#### Records for the task

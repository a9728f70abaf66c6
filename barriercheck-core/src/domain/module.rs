//! Per-axis module results and the parsed analysis schema

use chrono::{DateTime, Utc};
use serde::{Deserialize, Serialize};
use uuid::Uuid;

use super::axis::Axis;

/// Lifecycle of one module (one axis analysis) within a job
#[derive(Debug, Clone, Copy, PartialEq, Eq, Serialize, Deserialize)]
#[serde(rename_all = "lowercase")]
pub enum ModuleStatus {
    Pending,
    Running,
    Completed,
    Failed,
}

impl ModuleStatus {
    pub fn as_str(&self) -> &'static str {
        match self {
            ModuleStatus::Pending => "pending",
            ModuleStatus::Running => "running",
            ModuleStatus::Completed => "completed",
            ModuleStatus::Failed => "failed",
        }
    }
}

/// Compliance level a module reports for its axis.
///
/// The extended `AA+`/`A+` labels come from the per-axis scoring rubrics;
/// the reducer only consumes the numeric score, so they pass through
/// untouched. `CRITICAL` is accepted alongside `NONE` because models
/// sometimes reuse the severity label here; both mean the axis failed
/// outright.
#[derive(Debug, Clone, Copy, PartialEq, Eq, Serialize, Deserialize)]
pub enum ComplianceLevel {
    #[serde(rename = "AAA")]
    Aaa,
    #[serde(rename = "AA+")]
    AaPlus,
    #[serde(rename = "AA")]
    Aa,
    #[serde(rename = "A+")]
    APlus,
    #[serde(rename = "A")]
    A,
    #[serde(rename = "PARTIAL")]
    Partial,
    #[serde(rename = "NONE")]
    None,
    #[serde(rename = "CRITICAL")]
    Critical,
}

impl ComplianceLevel {
    /// Whether this level reports no meaningful conformance on its axis.
    pub fn is_floor(&self) -> bool {
        matches!(self, ComplianceLevel::None | ComplianceLevel::Critical)
    }
}

/// Outcome of one success criterion within an axis
#[derive(Debug, Clone, Copy, PartialEq, Eq, Serialize, Deserialize)]
pub enum CriterionStatus {
    #[serde(rename = "PASSED")]
    Passed,
    #[serde(rename = "PARTIAL")]
    Partial,
    #[serde(rename = "WARNING")]
    Warning,
    #[serde(rename = "FAILED")]
    Failed,
}

/// Severity of a failed criterion
#[derive(Debug, Clone, Copy, PartialEq, Eq, Serialize, Deserialize)]
pub enum Severity {
    #[serde(rename = "CRITICAL")]
    Critical,
    #[serde(rename = "MAJOR")]
    Major,
    #[serde(rename = "MODERATE")]
    Moderate,
    #[serde(rename = "MINOR")]
    Minor,
}

/// Headline block of a parsed module result
#[derive(Debug, Clone, Serialize, Deserialize)]
pub struct ResultSummary {
    /// 0..=100, coerced into range by the validator
    pub score: u8,
    pub compliance_level: ComplianceLevel,
    pub overall_assessment: String,
}

/// Evaluation of one WCAG success criterion
#[derive(Debug, Clone, Serialize, Deserialize)]
pub struct CriterionEvaluation {
    pub criterion_id: String,
    pub name: String,
    pub status: CriterionStatus,
    #[serde(default)]
    pub finding: String,
    #[serde(default)]
    pub impact: String,
    #[serde(default)]
    pub recommendation: String,
    #[serde(default)]
    pub examples: Vec<String>,
    #[serde(default)]
    pub severity: Option<Severity>,
}

/// One remediation action within a priority bucket
#[derive(Debug, Clone, Serialize, Deserialize)]
pub struct PriorityAction {
    pub title: String,
    #[serde(default)]
    pub description: String,
    #[serde(default)]
    pub effort: Option<String>,
    #[serde(default)]
    pub affected_criteria: Vec<String>,
}

/// Remediation actions bucketed by urgency
#[derive(Debug, Clone, Default, Serialize, Deserialize)]
pub struct PriorityActions {
    #[serde(default)]
    pub immediate: Vec<PriorityAction>,
    #[serde(default)]
    pub short_term: Vec<PriorityAction>,
    #[serde(default)]
    pub long_term: Vec<PriorityAction>,
}

impl PriorityActions {
    pub fn is_empty(&self) -> bool {
        self.immediate.is_empty() && self.short_term.is_empty() && self.long_term.is_empty()
    }
}

/// Parsed, validated result object produced by one module
#[derive(Debug, Clone, Serialize, Deserialize)]
pub struct AnalysisResult {
    pub summary: ResultSummary,
    pub criteria_evaluation: Vec<CriterionEvaluation>,
    #[serde(default)]
    pub priority_actions: Option<PriorityActions>,
}

impl AnalysisResult {
    pub fn passed_count(&self) -> usize {
        self.criteria_evaluation
            .iter()
            .filter(|c| c.status == CriterionStatus::Passed)
            .count()
    }

    pub fn warning_count(&self) -> usize {
        self.criteria_evaluation
            .iter()
            .filter(|c| matches!(c.status, CriterionStatus::Warning | CriterionStatus::Partial))
            .count()
    }

    pub fn violation_count(&self) -> usize {
        self.criteria_evaluation
            .iter()
            .filter(|c| c.status == CriterionStatus::Failed)
            .count()
    }
}

/// Persisted record of one module execution.
///
/// The raw model output is retained for audit even when parsing failed.
#[derive(Debug, Clone, Serialize, Deserialize)]
pub struct ModuleResult {
    pub job_id: Uuid,
    pub axis: Axis,
    pub status: ModuleStatus,
    pub result: Option<AnalysisResult>,
    pub raw_output: Option<String>,
    pub token_usage: u64,
    pub created_at: DateTime<Utc>,
    pub completed_at: Option<DateTime<Utc>>,
    #[serde(skip_serializing_if = "Option::is_none")]
    pub error: Option<String>,
}

impl ModuleResult {
    /// A freshly observed module, created lazily on first dispatch.
    pub fn pending(job_id: Uuid, axis: Axis) -> Self {
        Self {
            job_id,
            axis,
            status: ModuleStatus::Pending,
            result: None,
            raw_output: None,
            token_usage: 0,
            created_at: Utc::now(),
            completed_at: None,
            error: None,
        }
    }

    pub fn is_completed(&self) -> bool {
        self.status == ModuleStatus::Completed
    }
}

########

--- What to produce ---
The listing is to be retyped in full, exactly as shown.

--- Reply to the task ---
repository a9728f70abaf66c6
filename barriercheck-core/src/domain/module.rs
//! Per-axis module results and the parsed analysis schema

use chrono::{DateTime, Utc};
use serde::{Deserialize, Serialize};
use uuid::Uuid;

use super::axis::Axis;

/// Lifecycle of one module (one axis analysis) within a job
#[derive(Debug, Clone, Copy, PartialEq, Eq, Serialize, Deserialize)]
#[serde(rename_all = "lowercase")]
pub enum ModuleStatus {
    Pending,
    Running,
    Completed,
    Failed,
}

impl ModuleStatus {
    pub fn as_str(&self) -> &'static str {
        match self {
            ModuleStatus::Pending => "pending",
            ModuleStatus::Running => "running",
            ModuleStatus::Completed => "completed",
            ModuleStatus::Failed => "failed",
        }
    }
}

/// Compliance level a module reports for its axis.
///
/// The extended `AA+`/`A+` labels come from the per-axis scoring rubrics;
/// the reducer only consumes the numeric score, so they pass through
/// untouched. `CRITICAL` is accepted alongside `NONE` because models
/// sometimes reuse the severity label here; both mean the axis failed
/// outright.
#[derive(Debug, Clone, Copy, PartialEq, Eq, Serialize, Deserialize)]
pub enum ComplianceLevel {
    #[serde(rename = "AAA")]
    Aaa,
    #[serde(rename = "AA+")]
    AaPlus,
    #[serde(rename = "AA")]
    Aa,
    #[serde(rename = "A+")]
    APlus,
    #[serde(rename = "A")]
    A,
    #[serde(rename = "PARTIAL")]
    Partial,
    #[serde(rename = "NONE")]
    None,
    #[serde(rename = "CRITICAL")]
    Critical,
}

impl ComplianceLevel {
    /// Whether this level reports no meaningful conformance on its axis.
    pub fn is_floor(&self) -> bool {
        matches!(self, ComplianceLevel::None | ComplianceLevel::Critical)
    }
}

/// Outcome of one success criterion within an axis
#[derive(Debug, Clone, Copy, PartialEq, Eq, Serialize, Deserialize)]
pub enum CriterionStatus {
    #[serde(rename = "PASSED")]
    Passed,
    #[serde(rename = "PARTIAL")]
    Partial,
    #[serde(rename = "WARNING")]
    Warning,
    #[serde(rename = "FAILED")]
    Failed,
}

/// Severity of a failed criterion
#[derive(Debug, Clone, Copy, PartialEq, Eq, Serialize, Deserialize)]
pub enum Severity {
    #[serde(rename = "CRITICAL")]
    Critical,
    #[serde(rename = "MAJOR")]
    Major,
    #[serde(rename = "MODERATE")]
    Moderate,
    #[serde(rename = "MINOR")]
    Minor,
}

/// Headline block of a parsed module result
#[derive(Debug, Clone, Serialize, Deserialize)]
pub struct ResultSummary {
    /// 0..=100, coerced into range by the validator
    pub score: u8,
    pub compliance_level: ComplianceLevel,
    pub overall_assessment: String,
}

/// Evaluation of one WCAG success criterion
#[derive(Debug, Clone, Serialize, Deserialize)]
pub struct CriterionEvaluation {
    pub criterion_id: String,
    pub name: String,
    pub status: CriterionStatus,
    #[serde(default)]
    pub finding: String,
    #[serde(default)]
    pub impact: String,
    #[serde(default)]
    pub recommendation: String,
    #[serde(default)]
    pub examples: Vec<String>,
    #[serde(default)]
    pub severity: Option<Severity>,
}

/// One remediation action within a priority bucket
#[derive(Debug, Clone, Serialize, Deserialize)]
pub struct PriorityAction {
    pub title: String,
    #[serde(default)]
    pub description: String,
    #[serde(default)]
    pub effort: Option<String>,
    #[serde(default)]
    pub affected_criteria: Vec<String>,
}

/// Remediation actions bucketed by urgency
#[derive(Debug, Clone, Default, Serialize, Deserialize)]
pub struct PriorityActions {
    #[serde(default)]
    pub immediate: Vec<PriorityAction>,
    #[serde(default)]
    pub short_term: Vec<PriorityAction>,
    #[serde(default)]
    pub long_term: Vec<PriorityAction>,
}

impl PriorityActions {
    pub fn is_empty(&self) -> bool {
        self.immediate.is_empty() && self.short_term.is_empty() && self.long_term.is_empty()
    }
}

/// Parsed, validated result object produced by one module
#[derive(Debug, Clone, Serialize, Deserialize)]
pub struct AnalysisResult {
    pub summary: ResultSummary,
    pub criteria_evaluation: Vec<CriterionEvaluation>,
    #[serde(default)]
    pub priority_actions: Option<PriorityActions>,
}

impl AnalysisResult {
    pub fn passed_count(&self) -> usize {
        self.criteria_evaluation
            .iter()
            .filter(|c| c.status == CriterionStatus::Passed)
            .count()
    }

    pub fn warning_count(&self) -> usize {
        self.criteria_evaluation
            .iter()
            .filter(|c| matches!(c.status, CriterionStatus::Warning | CriterionStatus::Partial))
            .count()
    }

    pub fn violation_count(&self) -> usize {
        self.criteria_evaluation
            .iter()
            .filter(|c| c.status == CriterionStatus::Failed)
            .count()
    }
}

/// Persisted record of one module execution.
///
/// The raw model output is retained for audit even when parsing failed.
#[derive(Debug, Clone, Serialize, Deserialize)]
pub struct ModuleResult {
    pub job_id: Uuid,
    pub axis: Axis,
    pub status: ModuleStatus,
    pub result: Option<AnalysisResult>,
    pub raw_output: Option<String>,
    pub token_usage: u64,
    pub created_at: DateTime<Utc>,
    pub completed_at: Option<DateTime<Utc>>,
    #[serde(skip_serializing_if = "Option::is_none")]
    pub error: Option<String>,
}

impl ModuleResult {
    /// A freshly observed module, created lazily on first dispatch.
    pub fn pending(job_id: Uuid, axis: Axis) -> Self {
        Self {
            job_id,
            axis,
            status: ModuleStatus::Pending,
            result: None,
            raw_output: None,
            token_usage: 0,
            created_at: Utc::now(),
            completed_at: None,
            error: None,
        }
    }

    pub fn is_completed(&self) -> bool {
        self.status == ModuleStatus::Completed
    }
}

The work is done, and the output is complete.